---------- EXERCISE INPUTS ----------

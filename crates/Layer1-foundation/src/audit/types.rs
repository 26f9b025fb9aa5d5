//! Audit Log Types - 감사 로그 타입 정의
//!
//! 레지스트리 변경, 디스패치, 볼트 생성의 감사 기록을 위한 타입들입니다.

use chrono::{DateTime, Utc};
use serde::{Deserialize, Serialize};
use serde_json::Value;

// ============================================================================
// Audit Entry ID
// ============================================================================

/// 감사 로그 엔트리 ID
#[derive(Debug, Clone, PartialEq, Eq, Hash, Serialize, Deserialize)]
pub struct AuditId(pub String);

impl AuditId {
    pub fn new() -> Self {
        Self(uuid::Uuid::new_v4().to_string())
    }
}

impl Default for AuditId {
    fn default() -> Self {
        Self::new()
    }
}

impl std::fmt::Display for AuditId {
    fn fmt(&self, f: &mut std::fmt::Formatter<'_>) -> std::fmt::Result {
        write!(f, "{}", self.0)
    }
}

// ============================================================================
// Audit Action Type
// ============================================================================

/// 감사 대상 액션 타입
#[derive(Debug, Clone, Copy, PartialEq, Eq, Hash, Serialize, Deserialize)]
#[serde(rename_all = "snake_case")]
pub enum AuditAction {
    // 레지스트리 관련
    /// 플러그인 등록
    PluginAdded,
    /// 플러그인 교체
    PluginUpdated,
    /// 플러그인 제거
    PluginRemoved,
    /// 디스패치 성공
    PluginExecuted,

    // 플러그인 관련
    /// 플러그인 연산 수행
    ActionPerformed,
    /// 볼트 생성
    VaultCreated,

    // 기타
    /// 사용자 정의 액션
    Custom,
}

impl AuditAction {
    pub fn as_str(&self) -> &'static str {
        match self {
            Self::PluginAdded => "plugin_added",
            Self::PluginUpdated => "plugin_updated",
            Self::PluginRemoved => "plugin_removed",
            Self::PluginExecuted => "plugin_executed",
            Self::ActionPerformed => "action_performed",
            Self::VaultCreated => "vault_created",
            Self::Custom => "custom",
        }
    }
}

// ============================================================================
// Audit Result
// ============================================================================

/// 감사 대상 작업의 결과
///
/// 실패한 연산은 이벤트를 발행하지 않으므로 버스를 통해 기록되는
/// 엔트리는 전부 Success입니다. Failure는 로거를 직접 사용하는
/// 호출자를 위해 남아 있습니다.
#[derive(Debug, Clone, Copy, PartialEq, Eq, Serialize, Deserialize)]
#[serde(rename_all = "snake_case")]
pub enum AuditResult {
    /// 성공
    Success,
    /// 실패
    Failure,
}

impl AuditResult {
    pub fn as_str(&self) -> &'static str {
        match self {
            Self::Success => "success",
            Self::Failure => "failure",
        }
    }

    pub fn is_success(&self) -> bool {
        matches!(self, Self::Success)
    }
}

// ============================================================================
// Audit Entry
// ============================================================================

/// 감사 로그 엔트리
///
/// 성공한 변경/디스패치의 감사 기록입니다.
#[derive(Debug, Clone, Serialize, Deserialize)]
pub struct AuditEntry {
    /// 고유 ID
    pub id: AuditId,

    /// 발생 시간
    pub timestamp: DateTime<Utc>,

    /// 액션 타입
    pub action: AuditAction,

    /// 결과
    pub result: AuditResult,

    /// 액터 (호출자 또는 소스 컴포넌트)
    pub actor: String,

    /// 대상 (플러그인 id, 볼트 id 등)
    pub target: Option<String>,

    /// 추가 데이터
    pub data: Value,

    /// 에러 메시지 (실패 시)
    pub error: Option<String>,
}

impl AuditEntry {
    /// 새 감사 엔트리 생성
    pub fn new(action: AuditAction, actor: impl Into<String>) -> Self {
        Self {
            id: AuditId::new(),
            timestamp: Utc::now(),
            action,
            result: AuditResult::Success,
            actor: actor.into(),
            target: None,
            data: Value::Null,
            error: None,
        }
    }

    /// 결과 설정
    pub fn with_result(mut self, result: AuditResult) -> Self {
        self.result = result;
        self
    }

    /// 대상 설정
    pub fn with_target(mut self, target: impl Into<String>) -> Self {
        self.target = Some(target.into());
        self
    }

    /// 데이터 설정
    pub fn with_data(mut self, data: Value) -> Self {
        self.data = data;
        self
    }

    /// 에러 설정
    pub fn with_error(mut self, error: impl Into<String>) -> Self {
        self.error = Some(error.into());
        self.result = AuditResult::Failure;
        self
    }
}

// ============================================================================
// Audit Query
// ============================================================================

/// 감사 로그 조회 쿼리
#[derive(Debug, Clone, Default)]
pub struct AuditQuery {
    /// 액션 필터
    pub actions: Option<Vec<AuditAction>>,

    /// 결과 필터
    pub results: Option<Vec<AuditResult>>,

    /// 액터 필터
    pub actor: Option<String>,

    /// 최대 결과 수
    pub limit: Option<usize>,

    /// 오프셋
    pub offset: Option<usize>,
}

impl AuditQuery {
    pub fn new() -> Self {
        Self::default()
    }

    pub fn with_actions(mut self, actions: Vec<AuditAction>) -> Self {
        self.actions = Some(actions);
        self
    }

    pub fn with_results(mut self, results: Vec<AuditResult>) -> Self {
        self.results = Some(results);
        self
    }

    pub fn with_actor(mut self, actor: impl Into<String>) -> Self {
        self.actor = Some(actor.into());
        self
    }

    pub fn with_limit(mut self, limit: usize) -> Self {
        self.limit = Some(limit);
        self
    }

    pub fn with_offset(mut self, offset: usize) -> Self {
        self.offset = Some(offset);
        self
    }

    /// 엔트리가 쿼리와 매칭되는지 확인
    pub fn matches(&self, entry: &AuditEntry) -> bool {
        if let Some(ref actions) = self.actions {
            if !actions.contains(&entry.action) {
                return false;
            }
        }

        if let Some(ref results) = self.results {
            if !results.contains(&entry.result) {
                return false;
            }
        }

        if let Some(ref actor) = self.actor {
            if &entry.actor != actor {
                return false;
            }
        }

        true
    }
}

// ============================================================================
// 테스트
// ============================================================================

#[cfg(test)]
mod tests {
    use super::*;

    #[test]
    fn test_audit_entry_creation() {
        let entry = AuditEntry::new(AuditAction::PluginExecuted, "registry")
            .with_target("plugin-0")
            .with_data(serde_json::json!({"input": 5, "result": 10}));

        assert_eq!(entry.action, AuditAction::PluginExecuted);
        assert_eq!(entry.result, AuditResult::Success);
        assert_eq!(entry.actor, "registry");
        assert_eq!(entry.target, Some("plugin-0".to_string()));
    }

    #[test]
    fn test_with_error_marks_failure() {
        let entry =
            AuditEntry::new(AuditAction::Custom, "test").with_error("something went wrong");

        assert_eq!(entry.result, AuditResult::Failure);
        assert!(entry.error.is_some());
    }

    #[test]
    fn test_audit_query() {
        let entry = AuditEntry::new(AuditAction::PluginAdded, "owner");

        let query = AuditQuery::new()
            .with_actions(vec![AuditAction::PluginAdded])
            .with_actor("owner");

        assert!(query.matches(&entry));

        let query2 = AuditQuery::new().with_actions(vec![AuditAction::PluginRemoved]);

        assert!(!query2.matches(&entry));
    }
}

----------

■ WHAT YOU NEED TO DO: All of the material, restated exactly, is the expected result.

■ OUTPUT OF THE EXERCISE:
filename crates/Layer1-foundation/src/audit/types.rs
repository 26f9b025fb9aa5d5
//! Audit Log Types - 감사 로그 타입 정의
//!
//! 레지스트리 변경, 디스패치, 볼트 생성의 감사 기록을 위한 타입들입니다.

use chrono::{DateTime, Utc};
use serde::{Deserialize, Serialize};
use serde_json::Value;

// ============================================================================
// Audit Entry ID
// ============================================================================

/// 감사 로그 엔트리 ID
#[derive(Debug, Clone, PartialEq, Eq, Hash, Serialize, Deserialize)]
pub struct AuditId(pub String);

impl AuditId {
    pub fn new() -> Self {
        Self(uuid::Uuid::new_v4().to_string())
    }
}

impl Default for AuditId {
    fn default() -> Self {
        Self::new()
    }
}

impl std::fmt::Display for AuditId {
    fn fmt(&self, f: &mut std::fmt::Formatter<'_>) -> std::fmt::Result {
        write!(f, "{}", self.0)
    }
}

// ============================================================================
// Audit Action Type
// ============================================================================

/// 감사 대상 액션 타입
#[derive(Debug, Clone, Copy, PartialEq, Eq, Hash, Serialize, Deserialize)]
#[serde(rename_all = "snake_case")]
pub enum AuditAction {
    // 레지스트리 관련
    /// 플러그인 등록
    PluginAdded,
    /// 플러그인 교체
    PluginUpdated,
    /// 플러그인 제거
    PluginRemoved,
    /// 디스패치 성공
    PluginExecuted,

    // 플러그인 관련
    /// 플러그인 연산 수행
    ActionPerformed,
    /// 볼트 생성
    VaultCreated,

    // 기타
    /// 사용자 정의 액션
    Custom,
}

impl AuditAction {
    pub fn as_str(&self) -> &'static str {
        match self {
            Self::PluginAdded => "plugin_added",
            Self::PluginUpdated => "plugin_updated",
            Self::PluginRemoved => "plugin_removed",
            Self::PluginExecuted => "plugin_executed",
            Self::ActionPerformed => "action_performed",
            Self::VaultCreated => "vault_created",
            Self::Custom => "custom",
        }
    }
}

// ============================================================================
// Audit Result
// ============================================================================

/// 감사 대상 작업의 결과
///
/// 실패한 연산은 이벤트를 발행하지 않으므로 버스를 통해 기록되는
/// 엔트리는 전부 Success입니다. Failure는 로거를 직접 사용하는
/// 호출자를 위해 남아 있습니다.
#[derive(Debug, Clone, Copy, PartialEq, Eq, Serialize, Deserialize)]
#[serde(rename_all = "snake_case")]
pub enum AuditResult {
    /// 성공
    Success,
    /// 실패
    Failure,
}

impl AuditResult {
    pub fn as_str(&self) -> &'static str {
        match self {
            Self::Success => "success",
            Self::Failure => "failure",
        }
    }

    pub fn is_success(&self) -> bool {
        matches!(self, Self::Success)
    }
}

// ============================================================================
// Audit Entry
// ============================================================================

/// 감사 로그 엔트리
///
/// 성공한 변경/디스패치의 감사 기록입니다.
#[derive(Debug, Clone, Serialize, Deserialize)]
pub struct AuditEntry {
    /// 고유 ID
    pub id: AuditId,

    /// 발생 시간
    pub timestamp: DateTime<Utc>,

    /// 액션 타입
    pub action: AuditAction,

    /// 결과
    pub result: AuditResult,

    /// 액터 (호출자 또는 소스 컴포넌트)
    pub actor: String,

    /// 대상 (플러그인 id, 볼트 id 등)
    pub target: Option<String>,

    /// 추가 데이터
    pub data: Value,

    /// 에러 메시지 (실패 시)
    pub error: Option<String>,
}

impl AuditEntry {
    /// 새 감사 엔트리 생성
    pub fn new(action: AuditAction, actor: impl Into<String>) -> Self {
        Self {
            id: AuditId::new(),
            timestamp: Utc::now(),
            action,
            result: AuditResult::Success,
            actor: actor.into(),
            target: None,
            data: Value::Null,
            error: None,
        }
    }

    /// 결과 설정
    pub fn with_result(mut self, result: AuditResult) -> Self {
        self.result = result;
        self
    }

    /// 대상 설정
    pub fn with_target(mut self, target: impl Into<String>) -> Self {
        self.target = Some(target.into());
        self
    }

    /// 데이터 설정
    pub fn with_data(mut self, data: Value) -> Self {
        self.data = data;
        self
    }

    /// 에러 설정
    pub fn with_error(mut self, error: impl Into<String>) -> Self {
        self.error = Some(error.into());
        self.result = AuditResult::Failure;
        self
    }
}

// ============================================================================
// Audit Query
// ============================================================================

/// 감사 로그 조회 쿼리
#[derive(Debug, Clone, Default)]
pub struct AuditQuery {
    /// 액션 필터
    pub actions: Option<Vec<AuditAction>>,

    /// 결과 필터
    pub results: Option<Vec<AuditResult>>,

    /// 액터 필터
    pub actor: Option<String>,

    /// 최대 결과 수
    pub limit: Option<usize>,

    /// 오프셋
    pub offset: Option<usize>,
}

impl AuditQuery {
    pub fn new() -> Self {
        Self::default()
    }

    pub fn with_actions(mut self, actions: Vec<AuditAction>) -> Self {
        self.actions = Some(actions);
        self
    }

    pub fn with_results(mut self, results: Vec<AuditResult>) -> Self {
        self.results = Some(results);
        self
    }

    pub fn with_actor(mut self, actor: impl Into<String>) -> Self {
        self.actor = Some(actor.into());
        self
    }

    pub fn with_limit(mut self, limit: usize) -> Self {
        self.limit = Some(limit);
        self
    }

    pub fn with_offset(mut self, offset: usize) -> Self {
        self.offset = Some(offset);
        self
    }

    /// 엔트리가 쿼리와 매칭되는지 확인
    pub fn matches(&self, entry: &AuditEntry) -> bool {
        if let Some(ref actions) = self.actions {
            if !actions.contains(&entry.action) {
                return false;
            }
        }

        if let Some(ref results) = self.results {
            if !results.contains(&entry.result) {
                return false;
            }
        }

        if let Some(ref actor) = self.actor {
            if &entry.actor != actor {
                return false;
            }
        }

        true
    }
}

// ============================================================================
// 테스트
// ============================================================================

#[cfg(test)]
mod tests {
    use super::*;

    #[test]
    fn test_audit_entry_creation() {
        let entry = AuditEntry::new(AuditAction::PluginExecuted, "registry")
            .with_target("plugin-0")
            .with_data(serde_json::json!({"input": 5, "result": 10}));

        assert_eq!(entry.action, AuditAction::PluginExecuted);
        assert_eq!(entry.result, AuditResult::Success);
        assert_eq!(entry.actor, "registry");
        assert_eq!(entry.target, Some("plugin-0".to_string()));
    }

    #[test]
    fn test_with_error_marks_failure() {
        let entry =
            AuditEntry::new(AuditAction::Custom, "test").with_error("something went wrong");

        assert_eq!(entry.result, AuditResult::Failure);
        assert!(entry.error.is_some());
    }

    #[test]
    fn test_audit_query() {
        let entry = AuditEntry::new(AuditAction::PluginAdded, "owner");

        let query = AuditQuery::new()
            .with_actions(vec![AuditAction::PluginAdded])
            .with_actor("owner");

        assert!(query.matches(&entry));

        let query2 = AuditQuery::new().with_actions(vec![AuditAction::PluginRemoved]);

        assert!(!query2.matches(&entry));
    }
}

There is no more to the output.